Successes on the plateaus of Bale and the prairies of North America could open the door for other vaccines to protect threatened species. Vaccines against Ebola in great apes and white-nose syndrome in bats are in the works.
But introducing vaccines into natural environments is a hard sell and can come with controversy and unexpected consequences. A last resort To the average U.S. vet or dog owner, vaccination is a no-brainer. But for endangered species, the stakes are high. Some conservationists are reluctant to intervene with disease-preventing vaccines in the wild, says Karen Laurenson, an epidemiologist and veterinarian with the Frankfurt Zoological Society.
Disease has its place in ecosystems. It can control population levels and put pressure on species to develop natural resistance, says Laurenson, who started working with the wolf project in the mid-1990s. Using a vaccine to take a disease out of the mix could leave a population vulnerable to future outbreaks should the vaccine become ineffective or stop being used. In an ecosystem with multiple power players, one vaccinated predator could gain an unnatural advantage over its competitors.

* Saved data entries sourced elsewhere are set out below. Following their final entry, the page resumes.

//! Shared output formatting for lint results.

use anyhow::Result;
use miette::{NamedSource, Report};
use treelint_core::{Severity, ViolationDiagnostic};

use crate::runner::RunReport;
use crate::OutputFormat;

/// Print lint results in the specified format.
pub fn print(report: &RunReport, format: OutputFormat) -> Result<()> {
    match format {
        OutputFormat::Text => print_text(report),
        OutputFormat::Compact => print_compact(report),
        OutputFormat::Json => return print_json(report),
        OutputFormat::Pretty => print_pretty(report),
    }
    Ok(())
}

fn print_text(report: &RunReport) {
    let result = &report.result;
    let (errors, warnings, infos) = result.count_by_severity();

    for violation in &result.violations {
        let severity_indicator = match violation.severity {
            Severity::Error => "\x1b[31merror\x1b[0m",
            Severity::Warning => "\x1b[33mwarning\x1b[0m",
            Severity::Info => "\x1b[34minfo\x1b[0m",
        };

        let file = violation
            .location
            .file
            .as_ref()
            .map_or_else(|| "<text>".to_string(), |f| f.display().to_string());
        println!(
            "{} at {}:{}:{}",
            violation.rule_id, file, violation.location.line, violation.location.column,
        );
        println!("  {}: {}", severity_indicator, violation.message);
        if violation.can_be_autocorrected {
            println!("  = help: can be fixed with `treelint format`");
        }
        println!();
    }

    print_failures(report);

    let summary_color = if errors > 0 || !report.failures.is_empty() {
        "\x1b[31m"
    } else if warnings > 0 {
        "\x1b[33m"
    } else {
        "\x1b[32m"
    };

    print!(
        "{}Found {} error(s), {} warning(s), {} info(s) in {} file(s)",
        summary_color, errors, warnings, infos, result.files_checked
    );
    if result.files_changed > 0 {
        print!(
            "; fixed {} violation(s) in {} file(s)",
            result.corrected, result.files_changed
        );
    }
    println!("\x1b[0m");
}

fn print_failures(report: &RunReport) {
    for failure in &report.result.rule_failures {
        println!("\x1b[33mwarning\x1b[0m: {failure}");
    }
    for (path, message) in &report.failures {
        println!("\x1b[31merror\x1b[0m: {}: {}", path.display(), message);
    }
}

fn print_json(report: &RunReport) -> Result<()> {
    let json = serde_json::to_string_pretty(&report.result)?;
    println!("{json}");
    Ok(())
}

fn print_compact(report: &RunReport) {
    for violation in &report.result.violations {
        println!("{violation}");
    }
    for (path, message) in &report.failures {
        println!("{}: error {}", path.display(), message);
    }
}

fn print_pretty(report: &RunReport) {
    for violation in &report.result.violations {
        let diagnostic = Report::new(ViolationDiagnostic::from(violation));
        let source = violation
            .location
            .file
            .as_ref()
            .and_then(|file| report.sources.get(file).map(|text| (file, text)));
        match source {
            Some((file, text)) => {
                let named = NamedSource::new(file.display().to_string(), text.clone());
                println!("{:?}", diagnostic.with_source_code(named));
            }
            None => println!("{diagnostic:?}"),
        }
    }
    print_failures(report);

    let (errors, warnings, infos) = report.result.count_by_severity();
    println!(
        "Found {} error(s), {} warning(s), {} info(s) in {} file(s)",
        errors, warnings, infos, report.result.files_checked
    );
}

Some vaccines also bring direct risks. Injectable vaccines often require trapping the animal — a costly endeavor that’s stressful and dangerous for both wild animals and the humans doing the vaccinating. Oral vaccines could be scooped up and eaten by other animals. Plus, for an oral or injectable attenuated vaccine, which contains a living but harmless version of a virus, there’s a slim possibility that evolutionary pressure could eventually drive the virus, now distributed through the population, to become lethal again.
Because room for error is slim for a species on the brink of extinction, most instances of vaccine use have been limited to emergency responses during ongoing outbreaks.

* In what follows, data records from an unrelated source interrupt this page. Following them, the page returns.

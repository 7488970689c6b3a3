//! Utility functions for rule implementations.

pub mod allowance;

#[doc(inline)]
pub use allowance::{parse_allow_directive, AllowDirective, DirectiveScope, Suppressions};
//! Context types for rule execution.

use std::path::Path;

use crate::config::property::ConfigProperty;
use crate::config::scope::EffectiveConfig;
use crate::error::RuleError;
use crate::rule::RuleId;
use crate::tree::Tree;
use crate::types::Severity;
use crate::violation::ViolationCollector;

/// Answer of [`VisitContext::emit`]: may the rule fix what it reported?
#[derive(Debug, Clone, Copy, PartialEq, Eq)]
pub enum AutocorrectDecision {
    /// The rule may mutate the tree to fix the violation.
    Allow,
    /// The rule must only report.
    NoAutocorrect,
}

impl AutocorrectDecision {
    /// Returns true for [`AutocorrectDecision::Allow`].
    #[must_use]
    pub fn is_allowed(self) -> bool {
        self == Self::Allow
    }
}

/// Configuration as seen by one rule.
///
/// Only properties declared in the rule's descriptor can be read.
#[derive(Debug, Clone, Copy)]
pub struct RuleProperties<'a> {
    rule_id: &'a RuleId,
    declared: &'a [&'static str],
    config: &'a EffectiveConfig,
}

impl<'a> RuleProperties<'a> {
    pub(crate) fn new(
        rule_id: &'a RuleId,
        declared: &'a [&'static str],
        config: &'a EffectiveConfig,
    ) -> Self {
        Self {
            rule_id,
            declared,
            config,
        }
    }

    /// Returns the effective value of a declared property.
    ///
    /// # Errors
    ///
    /// Returns [`RuleError::UndeclaredProperty`] if the descriptor does not
    /// list the property. The engine stops the run on that error and reports
    /// it as a configuration error.
    pub fn get<T: Copy + 'static>(&self, property: &ConfigProperty<T>) -> Result<T, RuleError> {
        if !self.declared.contains(&property.name()) {
            return Err(RuleError::UndeclaredProperty {
                rule: self.rule_id.clone(),
                property: property.name(),
            });
        }
        Ok(self.config.get(property))
    }

    /// Returns the id of the rule reading the configuration.
    #[must_use]
    pub fn rule_id(&self) -> &RuleId {
        self.rule_id
    }
}

/// Handed to a rule for each visit hook.
///
/// Gives access to the tree, the rule's configuration and the `emit`
/// callback bound to the rule.
pub struct VisitContext<'a> {
    tree: &'a mut Tree,
    collector: &'a mut ViolationCollector,
    properties: RuleProperties<'a>,
    severity: Severity,
}

impl<'a> VisitContext<'a> {
    pub(crate) fn new(
        tree: &'a mut Tree,
        collector: &'a mut ViolationCollector,
        properties: RuleProperties<'a>,
        severity: Severity,
    ) -> Self {
        Self {
            tree,
            collector,
            properties,
            severity,
        }
    }

    /// Returns the tree.
    #[must_use]
    pub fn tree(&self) -> &Tree {
        self.tree
    }

    /// Returns the tree for mutation.
    ///
    /// Only mutate after [`emit`](Self::emit) returned
    /// [`AutocorrectDecision::Allow`], and only the visited node, its subtree
    /// or nodes after it.
    pub fn tree_mut(&mut self) -> &mut Tree {
        self.tree
    }

    /// Reports a violation at a byte offset of the current text.
    pub fn emit(
        &mut self,
        offset: usize,
        message: impl Into<String>,
        can_be_autocorrected: bool,
    ) -> AutocorrectDecision {
        self.collector.emit(
            self.tree,
            self.properties.rule_id,
            self.severity,
            offset,
            message.into(),
            can_be_autocorrected,
        )
    }

    /// Returns the rule's configuration.
    #[must_use]
    pub fn properties(&self) -> &RuleProperties<'a> {
        &self.properties
    }

    /// Returns the id of the rule being run.
    #[must_use]
    pub fn rule_id(&self) -> &RuleId {
        self.properties.rule_id
    }

    /// Returns the file being processed, if any.
    #[must_use]
    pub fn file_path(&self) -> Option<&Path> {
        self.collector.file()
    }
}

impl std::fmt::Debug for VisitContext<'_> {
    fn fmt(&self, f: &mut std::fmt::Formatter<'_>) -> std::fmt::Result {
        f.debug_struct("VisitContext")
            .field("rule_id", self.properties.rule_id)
            .field("revision", &self.tree.revision())
            .finish_non_exhaustive()
    }
}

#[cfg(test)]
mod tests {
    use super::*;
    use crate::config::property::{INDENT_SIZE_PROPERTY, MAX_LINE_LENGTH_PROPERTY};
    use std::collections::BTreeMap;

    #[test]
    fn declared_properties_are_readable() {
        let id = RuleId::from("indent");
        let config = EffectiveConfig::from_raw(BTreeMap::from([(
            "indent_size".to_string(),
            "2".to_string(),
        )]));
        let declared = ["indent_size"];
        let properties = RuleProperties::new(&id, &declared, &config);

        assert_eq!(properties.get(&INDENT_SIZE_PROPERTY).unwrap(), 2);
        let err = properties.get(&MAX_LINE_LENGTH_PROPERTY).unwrap_err();
        assert!(matches!(
            err,
            RuleError::UndeclaredProperty {
                property: "max_line_length",
                ..
            }
        ));
    }

    #[test]
    fn decision_helpers() {
        assert!(AutocorrectDecision::Allow.is_allowed());
        assert!(!AutocorrectDecision::NoAutocorrect.is_allowed());
    }
}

Projects that don’t go well can have lasting repercussions. In 1990, researchers tried to vaccinate some packs of endangered African wild dogs (Lycaon pictus) in Tanzania and Kenya against rabies, assuming the disease was behind a recent dip in numbers. Every dog in the study died. The stress of getting vaccinated, shot by dart from a distance, may have made the dogs more susceptible to disease, though that theory was never proven. The incident increased skepticism about vaccines and caused some African countries to tighten vaccine regulations. “It left a terrible legacy,” says veterinarian Richard Kock of the University of London.
The long game The uphill battle faced by Sillero’s team involves more than the challenges of canvassing the Ethiopian highlands. Making a case to government officials that oral vaccines are necessary conservation tools took decades of fieldwork, genetic testing and meetings upon meetings. “The credit really goes to Claudio and the others for persisting,” Laurenson says. “Even when the doors have been shut, sometimes they’ve kept banging.”
Sillero arrived in Ethiopia in 1987 to study the wolves. A rabies outbreak hit in late 1989. Just as it does in dogs and humans, the disease attacks a wolf’s brain, causing aggressive behavior and, eventually, death. Canine distemper appeared in 1992. Marked by severe diarrhea, vomiting and coughing, the disease appears to hit wolves harder than dogs, Sillero says. The Ethiopian packs have faced four more major flare-ups of rabies and two of distemper. Two of the eight populations of wolves he came to study have gone extinct in that time.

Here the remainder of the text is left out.